Monarchs are different from other butterflies. They are unique in migrating from places as far away as Canada to Mexico and the Central Coast of California. They are also unique because they are a tropical species and yet they populate all 48 continental states. To survive the winters, the Western Monarchs needs to over-winter at hundreds of small locations from Monterey, California to Ensenada, Mexico. However, the main population is concentrated in only eight groves of trees. The most well know grove being the popular one on state parkland at Pismo Beach. Thousands of tourists visit the grove in Pismo every winter and are treated to as many as 100,000 Monarchs hanging on just one tree.
What
most Nipomo residents do not realize is that two of those
other heavily populated groves are on the Nipomo Mesa. In
1999 we lost one of those two Nipomo groves when forty acres
of eucalyptus trees at Via Concha and Willow (adjacent to
the Black Lake Golf Course) were logged. We also lost a
major grove in Cayucos. These two groves may have
represented 25% of the world's remaining population of
Western Monarchs. Prior to the trees at Black Lake being
turned into firewood I called the County Planning department
and asked how this Monarch habitat could be saved. I was
told there were no laws protecting these sites and that the
owner could clear-cut the trees if he obtained a permit.

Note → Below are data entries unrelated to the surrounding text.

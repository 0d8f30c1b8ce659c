//! Stream Monitor module for detecting live status.
//!
//! The Stream Monitor is responsible for:
//! - Resolving configured channel names to platform ids
//! - Seeding liveness from one snapshot at startup ("already live")
//! - Polling on a fixed interval and reconciling against the last state
//! - Rendering notifications for the transitions worth reporting

mod bootstrap;
mod events;
mod service;
mod tracker;

#[cfg(test)]
mod test_util;

pub use bootstrap::bootstrap;
pub use events::MonitorEvent;
pub use service::{CycleError, CycleOutcome, MonitorPhase, StreamMonitor, StreamMonitorConfig};
pub use tracker::{
    ChannelIdentity, LivenessState, MonitoredChannels, Transition, TransitionKind, reconcile,
};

Within a week the central butterfly tree in the grove was
logged and every tree within a hundred feet of it was cut
down.
I asked Dr. Kingston Leong, at Cal Poly, what would happen as a result of this logging. He said the Monarchs would return in October 1999 to the location of the grove at Via Concha and Willow and would disperse. Therefore, nearly all of them would fail to mate, which would doom that portion of the population of Monarchs. Good over-wintering groves are very special and rare. They need nearby fresh water, they need surrounding trees for protection from strong wind currents, frost and the trees must be large enough for the Monarchs to move to the warmer trunks to avoid freezing when the temperature drops at night.
It is October 2000 and I drove slowly down Willow, pass the west side of the Black Lake Golf Course and stopped to look at the devastation. It looked like a war zone with piles of logging slash sitting on eroding sand. Thirty acres of eucalyptus trees have been leveled. In 1998 there were tens of thousand of butterflies and this year it took me an hour to find ten within a mile of the intersection. The owner of the property has offered a portion of the logged property to the school district in exchange for permission to build more homes. But some significant questions need to be answered. Where have all the butterflies gone? Will there be any for our grandchildren? Do we really want to wipe out the Western Monarch so that every acre of their winter habitat can be developed?
Professor Lincoln Brower, the world's most renowned expert on the Monarch, visited Nipomo last year and said, "There is a very high probability that we will lose the over-wintering sites in Mexico due to uncontrollable deforestation which will spell the demise of the migration east of the Rocky Mountains, thus leaving California as sole guardian the North American migration. Secondly, how can we as First World Americans urge the Mexican Government and people to protect their over-wintering colonies if we do not protect ours (on the Nipomo Mesa)."
The Nipomo Mesa was a forest of pine, sycamore and oak one hundred and fifty years ago when Captain Dana built his adobe. Seventy years later we had cut down our forests and converted it to pastures and eucalyptus. Now we are cutting down the eucalyptus and clearing the land with the hopes of development. The things that are going wrong are the worse possible things. We need to return to native species and return the cleared land back to its native foliage.